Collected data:
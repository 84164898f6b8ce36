//! Sink over any `io::Write`

use crate::core::{Result, Sink};
use parking_lot::Mutex;
use std::io::Write;

/// Adapts an arbitrary writer (socket, pipe, `Vec<u8>`, ...) into a sink
///
/// The writer sits behind a mutex, so each line is written in one piece even
/// when the sink is shared between threads.
pub struct WriterSink<W: Write + Send> {
    writer: Mutex<W>,
    name: String,
}

impl<W: Write + Send> WriterSink<W> {
    pub fn new(writer: W) -> Self {
        Self::with_name(writer, "writer")
    }

    pub fn with_name(writer: W, name: impl Into<String>) -> Self {
        Self {
            writer: Mutex::new(writer),
            name: name.into(),
        }
    }

    /// Give the writer back, dropping the sink
    pub fn into_inner(self) -> W {
        self.writer.into_inner()
    }
}

impl<W: Write + Send> Sink for WriterSink<W> {
    fn write_line(&self, line: &[u8]) -> Result<()> {
        self.writer.lock().write_all(line)?;
        Ok(())
    }

    fn flush(&self) -> Result<()> {
        self.writer.lock().flush()?;
        Ok(())
    }

    fn name(&self) -> &str {
        &self.name
    }
}
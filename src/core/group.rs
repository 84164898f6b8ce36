//! Logger groups: one call, many destinations
//!
//! A [`LoggerGroup`] holds an ordered list of loggers, each with its own
//! threshold and sink. Every call is offered to every member in insertion
//! order; each member filters on its own threshold.

use super::{
    error::{LoggerError, Result},
    flags::FormatFlags,
    header::CallerLocation,
    log_level::LogLevel,
    logger::{Logger, DEFAULT_FLAGS},
    sink::Sink,
    termination::{process_exit, ExitHook, FATAL_EXIT_CODE},
};
use parking_lot::RwLock;
use std::fmt;
use std::sync::Arc;

/// Fan-out over independently thresholded loggers
///
/// A member that fails to write does not stop delivery to the members after
/// it; the failure is reported once all members had their turn.
///
/// # Example
///
/// ```
/// use leveled_logger::{FormatFlags, LogLevel, LoggerGroup, MemorySink};
/// use std::sync::Arc;
///
/// let everything = Arc::new(MemorySink::new());
/// let errors = Arc::new(MemorySink::new());
///
/// let group = LoggerGroup::with_format(FormatFlags::empty(), false);
/// group.add_handler(LogLevel::Debug, everything.clone());
/// group.add_handler(LogLevel::Error, errors.clone());
///
/// group.info(format_args!("cache warmed")).unwrap();
/// group.error(format_args!("cache lost")).unwrap();
///
/// assert_eq!(everything.lines(), vec!["cache warmed", "cache lost"]);
/// assert_eq!(errors.lines(), vec!["cache lost"]);
/// ```
pub struct LoggerGroup {
    members: RwLock<Vec<Arc<Logger>>>,
    flags: FormatFlags,
    structured: bool,
    exit_hook: ExitHook,
}

impl LoggerGroup {
    /// Empty group whose handlers use the default flags in plain-text mode
    #[must_use]
    pub fn new() -> Self {
        Self::with_format(DEFAULT_FLAGS, false)
    }

    /// Empty group whose handlers use `flags` and `structured`
    #[must_use]
    pub fn with_format(flags: FormatFlags, structured: bool) -> Self {
        Self {
            members: RwLock::new(Vec::new()),
            flags,
            structured,
            exit_hook: process_exit(),
        }
    }

    /// Group seeded with already configured loggers, kept in order
    #[must_use]
    pub fn from_loggers(loggers: impl IntoIterator<Item = Logger>) -> Self {
        let group = Self::new();
        for logger in loggers {
            group.add_logger(logger);
        }
        group
    }

    /// Replace the hook run after a fatal record; process exit by default
    #[must_use]
    pub fn with_exit_hook(mut self, hook: ExitHook) -> Self {
        self.exit_hook = hook;
        self
    }

    /// Append a member writing to `sink` at `level` and above
    pub fn add_handler(&self, level: LogLevel, sink: Arc<dyn Sink>) {
        self.add_logger(Logger::new(level, sink, self.flags, self.structured));
    }

    /// Append a fully configured member
    pub fn add_logger(&self, logger: Logger) {
        self.members.write().push(Arc::new(logger));
    }

    /// Replace every member with a single one writing to `sink` at `level`
    pub fn init(&self, level: LogLevel, sink: Arc<dyn Sink>) {
        let logger = Arc::new(Logger::new(level, sink, self.flags, self.structured));
        *self.members.write() = vec![logger];
    }

    /// Snapshot of the members in delivery order
    pub fn members(&self) -> Vec<Arc<Logger>> {
        self.members.read().clone()
    }

    pub fn len(&self) -> usize {
        self.members.read().len()
    }

    pub fn is_empty(&self) -> bool {
        self.members.read().is_empty()
    }

    /// Whether at least one member would write a call at `level`
    pub fn enabled(&self, level: LogLevel) -> bool {
        self.members.read().iter().any(|member| member.enabled(level))
    }

    #[track_caller]
    pub fn log(&self, level: LogLevel, args: fmt::Arguments<'_>) -> Result<()> {
        self.dispatch(level, CallerLocation::caller(), args)
    }

    #[inline]
    #[track_caller]
    pub fn debug(&self, args: fmt::Arguments<'_>) -> Result<()> {
        self.log(LogLevel::Debug, args)
    }

    #[inline]
    #[track_caller]
    pub fn info(&self, args: fmt::Arguments<'_>) -> Result<()> {
        self.log(LogLevel::Info, args)
    }

    #[inline]
    #[track_caller]
    pub fn warn(&self, args: fmt::Arguments<'_>) -> Result<()> {
        self.log(LogLevel::Warn, args)
    }

    #[inline]
    #[track_caller]
    pub fn error(&self, args: fmt::Arguments<'_>) -> Result<()> {
        self.log(LogLevel::Error, args)
    }

    /// Deliver at FATAL to every member, flush them, then run the exit hook
    ///
    /// The hook only runs after every member had its chance to write.
    #[track_caller]
    pub fn fatal(&self, args: fmt::Arguments<'_>) -> Result<()> {
        let result = self.dispatch(LogLevel::Fatal, CallerLocation::caller(), args);
        for member in self.members() {
            if let Err(e) = member.flush() {
                eprintln!(
                    "[LOGGER ERROR] Failed to flush '{}' before exit: {}",
                    member.sink().name(),
                    e
                );
            }
        }
        (self.exit_hook)(FATAL_EXIT_CODE);
        result
    }

    /// Flush every member, returning the first failure
    pub fn flush(&self) -> Result<()> {
        let mut first_error = None;
        for member in self.members() {
            if let Err(e) = member.flush() {
                first_error.get_or_insert(e);
            }
        }
        first_error.map_or(Ok(()), Err)
    }

    fn dispatch(
        &self,
        level: LogLevel,
        caller: CallerLocation,
        args: fmt::Arguments<'_>,
    ) -> Result<()> {
        // Snapshot the accepting members only, so no group lock is held while
        // sinks write and a call nobody accepts allocates nothing
        let accepting: Vec<Arc<Logger>> = {
            let members = self.members.read();
            if !members.iter().any(|member| member.enabled(level)) {
                return Ok(());
            }
            members
                .iter()
                .filter(|member| member.enabled(level))
                .cloned()
                .collect()
        };

        let message = fmt::format(args);
        let mut failed = 0;
        let mut first_error: Option<LoggerError> = None;

        for member in &accepting {
            if let Err(e) = member.emit(Some(caller), &message) {
                failed += 1;
                first_error.get_or_insert(e);
            }
        }

        match first_error {
            Some(first) => Err(LoggerError::partial_delivery(failed, accepting.len(), first)),
            None => Ok(()),
        }
    }
}

impl Default for LoggerGroup {
    fn default() -> Self {
        Self::new()
    }
}

impl fmt::Debug for LoggerGroup {
    fn fmt(&self, f: &mut fmt::Formatter<'_>) -> fmt::Result {
        f.debug_struct("LoggerGroup")
            .field("members", &*self.members.read())
            .field("flags", &self.flags)
            .field("structured", &self.structured)
            .finish()
    }
}

#[cfg(test)]
mod tests {
    use super::*;
    use crate::sinks::MemorySink;
    use std::sync::atomic::{AtomicI32, AtomicUsize, Ordering};

    struct FailingSink;

    impl Sink for FailingSink {
        fn write_line(&self, _line: &[u8]) -> Result<()> {
            Err(LoggerError::writer("disk full"))
        }

        fn name(&self) -> &str {
            "failing"
        }
    }

    struct Counted<'a>(&'a AtomicUsize);

    impl fmt::Display for Counted<'_> {
        fn fmt(&self, f: &mut fmt::Formatter<'_>) -> fmt::Result {
            self.0.fetch_add(1, Ordering::SeqCst);
            write!(f, "counted")
        }
    }

    fn plain_group() -> LoggerGroup {
        LoggerGroup::with_format(FormatFlags::empty(), false)
    }

    #[test]
    fn test_members_filter_independently() {
        let debug_sink = Arc::new(MemorySink::new());
        let error_sink = Arc::new(MemorySink::new());
        let group = plain_group();
        group.add_handler(LogLevel::Debug, debug_sink.clone());
        group.add_handler(LogLevel::Error, error_sink.clone());

        group.info(format_args!("info only")).unwrap();

        assert_eq!(debug_sink.contents(), "info only\n");
        assert!(error_sink.is_empty());
    }

    #[test]
    fn test_add_handler_appends_in_order() {
        let group = plain_group();
        group.add_handler(LogLevel::Warn, Arc::new(MemorySink::new()));
        group.add_handler(LogLevel::Debug, Arc::new(MemorySink::new()));

        let levels: Vec<LogLevel> = group.members().iter().map(|m| m.level()).collect();
        assert_eq!(levels, vec![LogLevel::Warn, LogLevel::Debug]);
    }

    #[test]
    fn test_init_replaces_members() {
        let old = Arc::new(MemorySink::new());
        let new = Arc::new(MemorySink::new());
        let group = plain_group();
        group.add_handler(LogLevel::Debug, old.clone());
        group.add_handler(LogLevel::Debug, old.clone());

        group.init(LogLevel::Info, new.clone());
        assert_eq!(group.len(), 1);

        group.info(format_args!("after reset")).unwrap();
        assert!(old.is_empty());
        assert_eq!(new.contents(), "after reset\n");
    }

    #[test]
    fn test_failure_does_not_block_later_members() {
        let after = Arc::new(MemorySink::new());
        let group = plain_group();
        group.add_handler(LogLevel::Debug, Arc::new(FailingSink));
        group.add_handler(LogLevel::Debug, after.clone());

        let err = group.warn(format_args!("still delivered")).unwrap_err();

        assert_eq!(after.contents(), "still delivered\n");
        match err {
            LoggerError::PartialDelivery { failed, total, .. } => {
                assert_eq!(failed, 1);
                assert_eq!(total, 2);
            }
            other => panic!("unexpected error: {}", other),
        }
    }

    #[test]
    fn test_message_formatted_at_most_once() {
        let calls = AtomicUsize::new(0);
        let group = plain_group();
        group.add_handler(LogLevel::Debug, Arc::new(MemorySink::new()));
        group.add_handler(LogLevel::Debug, Arc::new(MemorySink::new()));
        group.add_handler(LogLevel::Fatal, Arc::new(MemorySink::new()));

        group.info(format_args!("{}", Counted(&calls))).unwrap();
        assert_eq!(calls.load(Ordering::SeqCst), 1);

        calls.store(0, Ordering::SeqCst);
        let quiet = plain_group();
        quiet.add_handler(LogLevel::Error, Arc::new(MemorySink::new()));
        quiet.debug(format_args!("{}", Counted(&calls))).unwrap();
        assert_eq!(calls.load(Ordering::SeqCst), 0);
    }

    #[test]
    fn test_fatal_delivers_before_exit() {
        let first = Arc::new(MemorySink::new());
        let second = Arc::new(MemorySink::new());
        let delivered_at_exit = Arc::new(AtomicUsize::new(0));
        let exit_code = Arc::new(AtomicI32::new(0));

        let (hook_first, hook_second) = (Arc::clone(&first), Arc::clone(&second));
        let (hook_delivered, hook_code) = (Arc::clone(&delivered_at_exit), Arc::clone(&exit_code));
        let group = plain_group().with_exit_hook(Arc::new(move |code| {
            let delivered = hook_first.lines().len() + hook_second.lines().len();
            hook_delivered.store(delivered, Ordering::SeqCst);
            hook_code.store(code, Ordering::SeqCst);
        }));
        group.add_handler(LogLevel::Debug, first.clone());
        group.add_handler(LogLevel::Error, second.clone());

        group.fatal(format_args!("shutting down")).unwrap();

        assert_eq!(delivered_at_exit.load(Ordering::SeqCst), 2);
        assert_eq!(exit_code.load(Ordering::SeqCst), 1);
    }

    #[test]
    fn test_fatal_exits_even_when_a_member_fails() {
        let exited = Arc::new(AtomicI32::new(0));
        let hook_exited = Arc::clone(&exited);
        let group = plain_group().with_exit_hook(Arc::new(move |code| {
            hook_exited.store(code, Ordering::SeqCst);
        }));
        group.add_handler(LogLevel::Debug, Arc::new(FailingSink));

        assert!(group.fatal(format_args!("bye")).is_err());
        assert_eq!(exited.load(Ordering::SeqCst), 1);
    }

    #[test]
    fn test_structured_handlers() {
        let sink = Arc::new(MemorySink::new());
        let group = LoggerGroup::with_format(FormatFlags::empty(), true);
        group.add_handler(LogLevel::Info, sink.clone());

        group.error(format_args!("bad {}", "thing")).unwrap();

        let record: serde_json::Value = serde_json::from_str(&sink.contents()).unwrap();
        assert_eq!(record["log_level"], "INFO");
        assert_eq!(record["msg"], "bad thing");
    }

    #[test]
    fn test_partial_delivery_counts_accepting_members_only() {
        let group = plain_group();
        group.add_handler(LogLevel::Debug, Arc::new(FailingSink));
        group.add_handler(LogLevel::Info, Arc::new(MemorySink::new()));
        group.add_handler(LogLevel::Error, Arc::new(MemorySink::new()));
        group.add_handler(LogLevel::Fatal, Arc::new(FailingSink));

        match group.info(format_args!("two of four accept")).unwrap_err() {
            LoggerError::PartialDelivery { failed, total, .. } => {
                assert_eq!(failed, 1);
                assert_eq!(total, 2);
            }
            other => panic!("unexpected error: {}", other),
        }
    }

    #[test]
    fn test_call_nobody_accepts_touches_no_member() {
        let group = plain_group();
        group.add_handler(LogLevel::Error, Arc::new(FailingSink));
        group.add_handler(LogLevel::Fatal, Arc::new(FailingSink));

        assert!(group.warn(format_args!("below every threshold")).is_ok());
        for member in group.members() {
            assert_eq!(member.metrics().total_logged(), 0);
            assert_eq!(member.metrics().write_failures(), 0);
        }
    }

    #[test]
    fn test_from_loggers_and_enabled() {
        let (warn_logger, _) = Logger::cached(LogLevel::Warn, FormatFlags::empty(), false);
        let group = LoggerGroup::from_loggers(vec![warn_logger]);

        assert!(!group.enabled(LogLevel::Info));
        assert!(group.enabled(LogLevel::Warn));
        assert!(!LoggerGroup::new().enabled(LogLevel::Fatal));
        assert!(LoggerGroup::default().is_empty());
    }

    #[test]
    fn test_empty_group_is_a_no_op() {
        let group = plain_group();
        group.error(format_args!("nobody listens")).unwrap();
        group.flush().unwrap();
    }
}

## What to work on
Report only how many lines above include "LoggerError".

## Exercise solution
6